Mehr denn je im Konsens-Poker ist unser Widerstand der Joker

Von Mottos

"Der Trog bleibt der gleiche, nur die Schweine wechseln", diese alte Bauernweisheit war lange Zeit die Favoritin bei unserer Suche nach einer kurzen, prägnanten Formel, die auf wunderbare Weise zum Ausdruck bringen sollte, was uns bei der anstehenden Konferenz am wichtigsten erscheint. Wer schon mal das Vergnügen hatte, zur Konferenz einzuladen, weiß ja sicher, daß nichts in der Vorbereitung so wichtig ist (und so zeitraubend) wie die Suche nach dem Motto. Naja, und vorgenannter Spruch schien uns einfach passend zu den Ergebnissen des Regierungswechsels in Bonn.

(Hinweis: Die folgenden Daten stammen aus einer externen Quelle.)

use mirror_transform::{HorizontalFlip, ImageTransform, TransformError};
use std::fs;
use std::path::Path;
use tempfile::TempDir;

fn gradient(width: u32, height: u32) -> image::RgbImage {
    image::RgbImage::from_fn(width, height, |x, y| {
        image::Rgb([(x * 40) as u8, (y * 40) as u8, 200])
    })
}

fn assert_mirrored(original: &image::RgbImage, output: &Path) {
    let mirrored = image::open(output).unwrap().to_rgb8();
    assert_eq!(mirrored.dimensions(), original.dimensions());
    let width = original.width();
    for (x, y, px) in mirrored.enumerate_pixels() {
        assert_eq!(px, original.get_pixel(width - 1 - x, y), "pixel ({x}, {y})");
    }
}

#[test]
fn test_flip_png() {
    let temp = TempDir::new().unwrap();
    let src = temp.path().join("in.png");
    let dst = temp.path().join("out.png");
    let original = gradient(5, 3);
    original.save(&src).unwrap();

    HorizontalFlip::new().transform(&src, &dst).unwrap();

    assert_mirrored(&original, &dst);
}

#[test]
fn test_flip_bmp() {
    let temp = TempDir::new().unwrap();
    let src = temp.path().join("in.bmp");
    let dst = temp.path().join("out.bmp");
    let original = gradient(4, 4);
    original.save(&src).unwrap();

    HorizontalFlip::new().transform(&src, &dst).unwrap();

    assert_mirrored(&original, &dst);
}

#[test]
fn test_flip_jpeg_preserves_dimensions() {
    let temp = TempDir::new().unwrap();
    let src = temp.path().join("in.jpg");
    let dst = temp.path().join("out.jpg");
    gradient(16, 8).save(&src).unwrap();

    HorizontalFlip::new().transform(&src, &dst).unwrap();

    // Lossy codec: only the geometry is stable.
    let out = image::open(&dst).unwrap();
    assert_eq!((out.width(), out.height()), (16, 8));
}

#[test]
fn test_overwrites_existing_destination() {
    let temp = TempDir::new().unwrap();
    let src = temp.path().join("in.png");
    let dst = temp.path().join("out.png");
    let original = gradient(3, 3);
    original.save(&src).unwrap();
    fs::write(&dst, b"stale").unwrap();

    HorizontalFlip::new().transform(&src, &dst).unwrap();

    assert_mirrored(&original, &dst);
}

#[test]
fn test_corrupt_source_fails() {
    let temp = TempDir::new().unwrap();
    let src = temp.path().join("broken.png");
    let dst = temp.path().join("out.png");
    fs::write(&src, b"this is not an image at all").unwrap();

    let err = HorizontalFlip::new().transform(&src, &dst).unwrap_err();

    assert!(matches!(
        err,
        TransformError::Decode { .. } | TransformError::UnsupportedFormat { .. }
    ));
    assert_eq!(err.path(), src.as_path());
    assert!(!dst.exists());
}

#[test]
fn test_missing_source_is_io_error() {
    let temp = TempDir::new().unwrap();
    let err = HorizontalFlip::new()
        .transform(&temp.path().join("nope.png"), &temp.path().join("out.png"))
        .unwrap_err();

    assert!(matches!(err, TransformError::Io { .. }));
}

#[test]
fn test_missing_destination_dir_is_error() {
    let temp = TempDir::new().unwrap();
    let src = temp.path().join("in.png");
    gradient(2, 2).save(&src).unwrap();

    let result =
        HorizontalFlip::new().transform(&src, &temp.path().join("missing").join("out.png"));

    assert!(result.is_err());
}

Aber dann kamen die Hausdurchsuchungen, mit deren Hilfe die Bundesanwaltschaft Führungskader und Hakenkrallenbauwerkstätten an das Licht der Öffentlichkeit bringen wollte. Damit hatten antiautoritäre Aussagen wie "Gegen Oberleitung, aber für Krallenzeigen" Konjunktur. Bloß versteht das ja wieder kein Schwein! Also 2. Versuch: "Durchsucht werden wenige, aber gemein sind wir alle!" Gut, aber was ist neu daran?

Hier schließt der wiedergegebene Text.